Presentation and example compose the approach here, with concise tables of information and descriptions that make the book a fast read. Mitchell explores the benefits of the VBScript 5.0 scripting engine, and illustrates how to exploit the new RegExp object fully and build object-oriented code by using VBScript classes--another welcome addition to the coding platform. ASP programmers will find techniques for which they've been longing, such as centralized error-handling pages and reusable database administration forms.
Creation of and best practices for implementing COM components, useful standard components (like the Content Linker and AdRotator), and third-party components (such as ASPEncrypt and SA-FileUp) are discussed. Designing Active Server Pages doesn't stop with mere descriptions of these components, but also provides solutions for common needs, such as uploading files to binary fields in Microsoft SQL Server and sending encrypted e-mail.

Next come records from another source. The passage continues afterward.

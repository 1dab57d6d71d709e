//! Random Destination Tool
//!
//! Picks a vacation destination from a fixed list.

use async_trait::async_trait;
use rand::Rng;
use rand::seq::SliceRandom;

use agent_core::{Result as CoreResult, Tool, ToolCall, ToolResult, ToolSchema};

use crate::simulation::{DESTINATION_LATENCY, Simulation, wait};

/// Popular vacation destinations around the world
pub const DESTINATIONS: [&str; 12] = [
    "Garmisch-Partenkirchen, Germany",
    "Munich, Germany",
    "Barcelona, Spain",
    "Paris, France",
    "Berlin, Germany",
    "Tokyo, Japan",
    "Sydney, Australia",
    "New York, USA",
    "Cairo, Egypt",
    "Cape Town, South Africa",
    "Rio de Janeiro, Brazil",
    "Bali, Indonesia",
];

/// Uniform pick from [`DESTINATIONS`]
pub fn pick_destination<R: Rng + ?Sized>(rng: &mut R) -> &'static str {
    DESTINATIONS.choose(rng).copied().unwrap_or(DESTINATIONS[0])
}

/// Tool that suggests a random vacation destination
#[derive(Default)]
pub struct RandomDestinationTool {
    simulation: Simulation,
}

impl RandomDestinationTool {
    pub fn new() -> Self {
        Self::default()
    }

    pub const fn with_simulation(simulation: Simulation) -> Self {
        Self { simulation }
    }
}

#[async_trait]
impl Tool for RandomDestinationTool {
    fn schema(&self) -> ToolSchema {
        ToolSchema {
            name: "get_random_destination".into(),
            description: "Get a random vacation destination.".into(),
            parameters: Vec::new(),
        }
    }

    async fn execute(&self, _call: &ToolCall) -> CoreResult<ToolResult> {
        let (latency, destination) = self
            .simulation
            .draw(|rng| (DESTINATION_LATENCY.sample(rng), pick_destination(rng)))
            .await;

        wait(latency).await;

        tracing::debug!(destination, "Picked destination");
        Ok(ToolResult::success("get_random_destination", destination))
    }
}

With its advanced techniques and practical perspective, this book is perfect for those who look to stay on the cutting edge of ASP programming. --Stephen W. Plain
- Choosing a server-side scripting language
- Exception handling
- Regular expressions
- Building reusable forms
- Reusable database administration pages
- COM overview
- Lesser-known Microsoft COM components
- Important third-party COM components
About the Author
Scott Mitchell is the co-founder of one of the most popular ASP resource destinations on the Internet, http://www.4guysfromrolla.com/. Originally started as a college project, 4Guys quickly blossomed into a community of serious web developers. The site attracts tens of thousands of experienced ASP developers every day, and unlike other communities, it also offers a warm welcome and advice for those new to Active Server Pages. In addition to 4guysfromrolla.com, Scott has extensive experience building real-world web sites using Active Server Pages, including building an intranet tool for Microsoft's Office Group.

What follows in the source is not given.